# Low temperatures and fish



## niko (Jan 28, 2004)

Well, yesterday I forgot the window of my fish room open for about 13 hours. My tanks do not have heaters because I have a dehumidifier which maintains the temperature of the room right at 80 at all times. 

The room temperature had fallen to about 50 degrees. The tanks that were above chest high were fine - water was cold but not as cold as the tanks lower than that. And of course the coldest water was in the tanks on the floor.

I write this because of a peculiar observation that not everybody may know. Tropical fish seem to fall in a kind of stupor when the temperature is too low. They do not die but do not move and could assume any position fooling you into thinking they are dead. Very little or no movement when touched. But the colors do not fade. Apparently the fish can endure such forced extreme low temperatures for many hours.

Some fish seem to be much more sensitive to low temperature - Corydoras and Rasboras are a good example. Gobies and Endlers are pretty resistant. 

My mistake got worst when after plugging in many heaters I went to bed only to wake up to find out that the circuit braker had tripped. The fish room had been cold for about 20 hours when I finally got things right. Even with such extreme timeline only the Cories in one tank on the floor took a hard hit. All the rest of the fish have resumed their normal behaviour. 

--Nikolay


----------



## fishyjoe24 (May 18, 2010)

time for you to get a gfci installed... and no one can have enough heaters.. that why I like to up size on heaters, and always like to have a spare laying around or two heaters in the tank, if one goes bad or out the other one is still heating the tank.... 

one question though, what was a window doing open in 20-30 degree weather?


----------



## digital_gods (Apr 23, 2010)

Could the lower temperatures be used to our advantage by reducing the amount of loss during shipping/transportation? Does this put the fish in a hibernation state?

Speaking about cold, is there any plants that have issues with coldness when shipping?


----------



## niko (Jan 28, 2004)

Gfrc or not if stupid niko leaves the window open forever and never even bothers to look at his fish that's what's going to happen.

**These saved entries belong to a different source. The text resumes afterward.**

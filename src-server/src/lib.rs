//! Reportify KP REST server.
//!
//! Serves the JSON API under `/api/` plus an unauthenticated `/health`
//! probe. Every API call carries a bearer token that is verified by the
//! configured identity provider before the handler runs.

use std::time::Duration;

use axum::{
    http::{
        header::{AUTHORIZATION, CONTENT_TYPE},
        HeaderValue, Method,
    },
    routing::get,
    Router,
};
use tokio::net::TcpListener;
use tower_http::{
    cors::{AllowOrigin, CorsLayer},
    trace::TraceLayer,
};
use tracing::{info, warn};

use reportify::{auth::provider::provider_from_config, Config, Database};

pub mod auth;
pub mod body;
pub mod error;
pub mod handlers;
pub mod logging;
pub mod state;

use error::ServerError;
use handlers::{akun, bimbingan, daily_report, evaluasi, instansi, mahasiswa, session, statistik};
use state::AppState;

pub fn build_router(state: AppState) -> Router {
    let cors = cors_layer(&state.config.server.cors_origins);

    let api = Router::new()
        .route("/akun", get(akun::list).post(akun::create))
        .route(
            "/mahasiswa",
            get(mahasiswa::list)
                .post(mahasiswa::create)
                .put(mahasiswa::update),
        )
        .route("/mahasiswa/progres", get(mahasiswa::progres))
        .route(
            "/daily-report",
            get(daily_report::list)
                .post(daily_report::create)
                .put(daily_report::update),
        )
        .route("/daily-report/status", get(daily_report::status))
        .route("/daily-report/laporan", get(daily_report::laporan))
        .route(
            "/bimbingan",
            get(bimbingan::list)
                .post(bimbingan::create)
                .put(bimbingan::update),
        )
        .route(
            "/evaluasi",
            get(evaluasi::list)
                .post(evaluasi::create)
                .put(evaluasi::update),
        )
        .route(
            "/instansi",
            get(instansi::list)
                .post(instansi::create)
                .put(instansi::update),
        )
        .route("/statistik", get(statistik::show))
        .route("/session", get(session::show));

    Router::new()
        .route("/health", get(handlers::health))
        .nest("/api", api)
        .layer(TraceLayer::new_for_http())
        .layer(cors)
        .with_state(state)
}

fn cors_layer(origins: &[String]) -> CorsLayer {
    let allow_origin = if origins.is_empty() {
        AllowOrigin::any()
    } else {
        let parsed: Vec<HeaderValue> = origins
            .iter()
            .filter_map(|origin| match HeaderValue::from_str(origin) {
                Ok(value) => Some(value),
                Err(_) => {
                    warn!("Ignoring invalid CORS origin '{origin}'");
                    None
                }
            })
            .collect();
        AllowOrigin::list(parsed)
    };

    CorsLayer::new()
        .allow_origin(allow_origin)
        .allow_methods([Method::GET, Method::POST, Method::PUT, Method::OPTIONS])
        .allow_headers([CONTENT_TYPE, AUTHORIZATION])
        .max_age(Duration::from_secs(60 * 60))
}

/// Opens the store, builds the identity provider and serves until Ctrl-C
/// or SIGTERM.
pub async fn start_server(config: Config) -> Result<(), ServerError> {
    info!("Initializing state...");
    let uri = config.database_uri().ok_or(ServerError::NoDatabase)?;
    let db = Database::open_uri(&uri).map_err(reportify::ReportifyError::from)?;
    let identity = provider_from_config(&config.identity)?;

    let address = format!("{}:{}", config.server.host, config.server.port);
    let state = AppState::new(db, identity, config);

    let listener = TcpListener::bind(&address)
        .await
        .map_err(|source| ServerError::Bind {
            address: address.clone(),
            source,
        })?;
    info!("Server running on {address}");

    axum::serve(listener, build_router(state))
        .with_graceful_shutdown(shutdown_signal())
        .await?;

    info!("Server shut down");
    Ok(())
}

async fn shutdown_signal() {
    let ctrl_c = async {
        match tokio::signal::ctrl_c().await {
            Ok(()) => info!("Received Ctrl+C, shutting down"),
            Err(e) => {
                warn!("Failed to install Ctrl+C handler: {e}");
                std::future::pending::<()>().await;
            }
        }
    };

    #[cfg(unix)]
    let terminate = async {
        use tokio::signal::unix::{signal, SignalKind};

        match signal(SignalKind::terminate()) {
            Ok(mut stream) => {
                stream.recv().await;
                info!("Received terminate signal, shutting down");
            }
            Err(e) => {
                warn!("Failed to install signal handler: {e}");
                std::future::pending::<()>().await;
            }
        }
    };

    #[cfg(not(unix))]
    let terminate = std::future::pending::<()>();

    tokio::select! {
        _ = ctrl_c => {},
        _ = terminate => {},
    }
}
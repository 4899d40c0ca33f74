//! Internship progress arithmetic. Day counts round up, so a period that
//! has started counts as at least one day.

use chrono::{DateTime, Duration, Utc};
use serde::Serialize;

#[derive(Debug, Clone, Copy, PartialEq, Eq, Serialize)]
pub enum ProgressStatus {
    Completed,
    #[serde(rename = "In Progress")]
    InProgress,
    Pending,
}

impl ProgressStatus {
    pub fn from_percentage(percentage: u8) -> Self {
        match percentage {
            100.. => ProgressStatus::Completed,
            1..=99 => ProgressStatus::InProgress,
            0 => ProgressStatus::Pending,
        }
    }
}

#[derive(Debug, Clone, PartialEq, Eq, Serialize)]
#[serde(rename_all = "camelCase")]
pub struct Progress {
    pub percentage: u8,
    pub current_day: i64,
    pub total_days: Option<i64>,
    pub status: ProgressStatus,
}

fn ceil_days(span: Duration) -> i64 {
    const DAY_MS: i64 = 24 * 60 * 60 * 1000;
    let ms = span.num_milliseconds();
    ms.div_euclid(DAY_MS) + i64::from(ms.rem_euclid(DAY_MS) != 0)
}

pub fn percentage(start: DateTime<Utc>, end: Option<DateTime<Utc>>, today: DateTime<Utc>) -> u8 {
    if today < start {
        return 0;
    }
    let Some(end) = end else {
        return 100;
    };
    if today > end {
        return 100;
    }
    let total = ceil_days(end - start);
    if total <= 0 {
        return 100;
    }
    let passed = ceil_days(today - start);
    let ratio = (passed as f64 / total as f64 * 100.0).round();
    ratio.clamp(0.0, 100.0) as u8
}

pub fn progress(start: DateTime<Utc>, end: Option<DateTime<Utc>>, today: DateTime<Utc>) -> Progress {
    let total_days = end.map(|end| ceil_days(end - start));
    let current_day = if today < start {
        0
    } else {
        let passed = ceil_days(today - start);
        match total_days {
            Some(total) => passed.min(total).max(0),
            None => passed,
        }
    };
    let percentage = percentage(start, end, today);

    Progress {
        percentage,
        current_day,
        total_days,
        status: ProgressStatus::from_percentage(percentage),
    }
}
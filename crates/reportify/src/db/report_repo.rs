//! Daily report repository: operations on the `daily_reports` table.
//!
//! Agenda items are stored as a JSON array in the `agenda` column.

use rusqlite::{params, Connection, OptionalExtension, Row};

use super::{
    decode_time, encode_time, new_id, now_timestamp, student_repo, Database, DatabaseError,
};
use crate::model::{DailyReport, DailyReportPatch, NewDailyReport};

struct ReportRow {
    id: String,
    tanggal: String,
    agenda: String,
}

impl ReportRow {
    fn from_row(row: &Row<'_>) -> Result<Self, rusqlite::Error> {
        Ok(Self {
            id: row.get("id")?,
            tanggal: row.get("tanggal")?,
            agenda: row.get("agenda")?,
        })
    }

    fn into_report(self) -> Result<DailyReport, DatabaseError> {
        Ok(DailyReport {
            id: self.id,
            tanggal: decode_time(&self.tanggal)?,
            agenda: serde_json::from_str(&self.agenda)?,
        })
    }
}

fn collect(rows: Vec<ReportRow>) -> Result<Vec<DailyReport>, DatabaseError> {
    rows.into_iter().map(ReportRow::into_report).collect()
}

pub(crate) fn load(conn: &Connection, id: &str) -> Result<Option<DailyReport>, DatabaseError> {
    conn.query_row(
        "SELECT id, tanggal, agenda FROM daily_reports WHERE id = ?1",
        params![id],
        ReportRow::from_row,
    )
    .optional()?
    .map(ReportRow::into_report)
    .transpose()
}

/// Reports linked to a student, in the order they were added.
pub(crate) fn for_student(
    conn: &Connection,
    student_id: &str,
) -> Result<Vec<DailyReport>, DatabaseError> {
    let mut stmt = conn.prepare(
        "SELECT r.id, r.tanggal, r.agenda FROM daily_reports r
         JOIN student_reports l ON l.report_id = r.id
         WHERE l.student_id = ?1
         ORDER BY l.position",
    )?;
    let rows = stmt
        .query_map(params![student_id], ReportRow::from_row)?
        .collect::<Result<Vec<_>, _>>()?;
    collect(rows)
}

/// Creates a report and appends it to the student's report list in one
/// transaction. Returns `None` (and writes nothing) when no student profile
/// exists for `email`.
pub fn create_for_student(
    db: &Database,
    email: &str,
    new: &NewDailyReport,
) -> Result<Option<DailyReport>, DatabaseError> {
    let _span = tracing::info_span!("store.daily_report.create").entered();

    db.with_tx(|tx| {
        let Some(student_id) = student_repo::id_for_email(tx, email)? else {
            return Ok(None);
        };

        let report = DailyReport {
            id: new_id(),
            tanggal: new.tanggal,
            agenda: new.agenda.clone(),
        };
        let now = now_timestamp();
        tx.execute(
            "INSERT INTO daily_reports (id, tanggal, agenda, created_at, updated_at)
             VALUES (?1, ?2, ?3, ?4, ?4)",
            params![
                report.id,
                encode_time(&report.tanggal),
                serde_json::to_string(&report.agenda)?,
                now,
            ],
        )?;
        student_repo::link_report(tx, &student_id, &report.id)?;

        log::info!("Saved daily report {} for {}", report.id, email);
        Ok(Some(report))
    })
}

pub fn find_all(db: &Database) -> Result<Vec<DailyReport>, DatabaseError> {
    db.with_conn(|conn| {
        let mut stmt = conn.prepare(
            "SELECT id, tanggal, agenda FROM daily_reports ORDER BY created_at, rowid",
        )?;
        let rows = stmt
            .query_map([], ReportRow::from_row)?
            .collect::<Result<Vec<_>, _>>()?;
        collect(rows)
    })
}

pub fn find_by_id(db: &Database, id: &str) -> Result<Option<DailyReport>, DatabaseError> {
    db.with_conn(|conn| load(conn, id))
}

/// Reports of the student with `email`, or `None` if there is no such
/// student.
pub fn find_by_student(
    db: &Database,
    email: &str,
) -> Result<Option<Vec<DailyReport>>, DatabaseError> {
    db.with_conn(|conn| match student_repo::id_for_email(conn, email)? {
        Some(student_id) => for_student(conn, &student_id).map(Some),
        None => Ok(None),
    })
}

/// Email of the student whose list holds `report_id`.
pub fn owner_email(db: &Database, report_id: &str) -> Result<Option<String>, DatabaseError> {
    db.with_conn(|conn| {
        Ok(conn
            .query_row(
                "SELECT s.email FROM students s
                 JOIN student_reports l ON l.student_id = s.id
                 WHERE l.report_id = ?1",
                params![report_id],
                |r| r.get(0),
            )
            .optional()?)
    })
}

/// Applies the fields present in `patch`. Returns the updated report, or
/// `None` if `id` is unknown.
pub fn update(
    db: &Database,
    id: &str,
    patch: &DailyReportPatch,
) -> Result<Option<DailyReport>, DatabaseError> {
    db.with_tx(|tx| {
        let Some(mut report) = load(tx, id)? else {
            return Ok(None);
        };
        if let Some(tanggal) = patch.tanggal {
            report.tanggal = tanggal;
        }
        if let Some(agenda) = &patch.agenda {
            report.agenda = agenda.clone();
        }

        tx.execute(
            "UPDATE daily_reports SET tanggal = ?2, agenda = ?3, updated_at = ?4 WHERE id = ?1",
            params![
                report.id,
                encode_time(&report.tanggal),
                serde_json::to_string(&report.agenda)?,
                now_timestamp(),
            ],
        )?;
        Ok(Some(report))
    })
}

#[cfg(test)]
mod tests {
    use super::*;
    use crate::db::student_repo;
    use crate::model::{parse_date, AgendaItem, StudentFields};

    fn seed_student(db: &Database, email: &str) {
        student_repo::create_or_fetch(
            db,
            &StudentFields {
                email: email.to_string(),
                nim: "12250111".to_string(),
                nama: "Budi".to_string(),
                judul_kp: "Sistem".to_string(),
                instansi: "PT Maju".to_string(),
                pembimbing_instansi: "Pak Joko".to_string(),
                dosen_pembimbing: "Bu Rina".to_string(),
                mulai_kp: parse_date("2024-01-01").unwrap(),
                selesai_kp: None,
            },
        )
        .unwrap();
    }

    fn item(title: &str) -> AgendaItem {
        AgendaItem {
            waktu_mulai: "08:00".to_string(),
            waktu_selesai: "10:00".to_string(),
            judul_agenda: title.to_string(),
            deskripsi_agenda: "desc".to_string(),
            files: vec!["https://cdn.example.com/a.png".to_string()],
        }
    }

    fn new_report(date: &str, titles: &[&str]) -> NewDailyReport {
        NewDailyReport {
            tanggal: parse_date(date).unwrap(),
            agenda: titles.iter().map(|t| item(t)).collect(),
        }
    }

    #[test]
    fn test_create_links_report_to_student() {
        let db = Database::open_in_memory().unwrap();
        seed_student(&db, "b@x.com");

        let report = create_for_student(&db, "b@x.com", &new_report("2024-01-10", &["Rapat"]))
            .unwrap()
            .unwrap();

        let reports = find_by_student(&db, "b@x.com").unwrap().unwrap();
        assert_eq!(reports, vec![report.clone()]);
        assert_eq!(find_by_id(&db, &report.id).unwrap().unwrap().agenda.len(), 1);
        assert_eq!(
            owner_email(&db, &report.id).unwrap().as_deref(),
            Some("b@x.com")
        );
        assert!(owner_email(&db, "missing").unwrap().is_none());
    }

    #[test]
    fn test_create_for_unknown_student_writes_nothing() {
        let db = Database::open_in_memory().unwrap();
        let created = create_for_student(&db, "ghost@x.com", &new_report("2024-01-10", &[])).unwrap();
        assert!(created.is_none());
        assert!(find_all(&db).unwrap().is_empty());
        assert!(find_by_student(&db, "ghost@x.com").unwrap().is_none());
    }

    #[test]
    fn test_reports_keep_insertion_order() {
        let db = Database::open_in_memory().unwrap();
        seed_student(&db, "b@x.com");
        for date in ["2024-01-12", "2024-01-10", "2024-01-11"] {
            create_for_student(&db, "b@x.com", &new_report(date, &["x"])).unwrap();
        }

        let dates: Vec<_> = find_by_student(&db, "b@x.com")
            .unwrap()
            .unwrap()
            .iter()
            .map(|r| crate::model::format_date(&r.tanggal))
            .collect();
        assert_eq!(
            dates,
            vec![
                "2024-01-12T00:00:00.000Z",
                "2024-01-10T00:00:00.000Z",
                "2024-01-11T00:00:00.000Z"
            ]
        );
    }

    #[test]
    fn test_update_applies_present_fields_only() {
        let db = Database::open_in_memory().unwrap();
        seed_student(&db, "b@x.com");
        let report = create_for_student(&db, "b@x.com", &new_report("2024-01-10", &["Rapat"]))
            .unwrap()
            .unwrap();

        let patch = DailyReportPatch {
            tanggal: None,
            agenda: Some(vec![item("Coding"), item("Review")]),
        };
        let updated = update(&db, &report.id, &patch).unwrap().unwrap();
        assert_eq!(updated.tanggal, report.tanggal);
        assert_eq!(updated.agenda[0].judul_agenda, "Coding");
        assert_eq!(updated.agenda.len(), 2);

        assert!(update(&db, "missing", &patch).unwrap().is_none());
    }
}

After this I realized that during shipping in winter fish are probably getting close to some kind of hybernation. The way I ship is with heat packs and insulation. But I always thought that the temperature dropped down to like 65 anyway at some point. Now I know that most fish will actually be fine at 65 for up to 36 hours for sure, just slow and "sleepy".

I really don't think plants have issue with lower temperatures. I've left moist plants in a plastic bag in my garage for weeks on end. 40 degrees is about as low as it gets there. As long as they don't dry they last literally for many weeks. But there should not be water in which they are soaking. I've never seen a stem plant rot or anything. No plant has stood out as sensitive to lower temperature.

--Nikolay


----------



## wkndracer (Mar 23, 2008)

Knowing this is an older thread I thought this link would still be of interest to any pulling it up.
http://www.angelsplus.com/ArticleAquariumTemp.htm

I have 'stored' adult angels in the mid 60's range during the Florida short winter season to no ill affect after reading Steve's article. Did two months at 64-66°F with 2 adult females feeding only lightly twice a week. then the house temperature rose and at 70-74° F activity increased to near normal. I can remember going into panics when a heater failed and the temperature dropped below 80°F LOL running to the LFS to buy whatever they had at any price.:fish:


----------



## fishyjoe24 (May 18, 2010)

nice article thanks racer...


----------



## Virc003 (Aug 18, 2011)

That sounds like a story I was told about a salamander my ecology professor put in his fridge. He forgot about it until 3 months later. To his surprise, it survived with only a little water and some moss in a plastic bag. Now I'm not saying salamanders and fish are one in the same, but both are ectotherms and, amazingly, have their ways of dealing with relatively harsh temperatures.


----------



## Silvering (Jun 10, 2011)

You mean all those expensive heaters aren't really necessary? Drat, I just bought two of them. 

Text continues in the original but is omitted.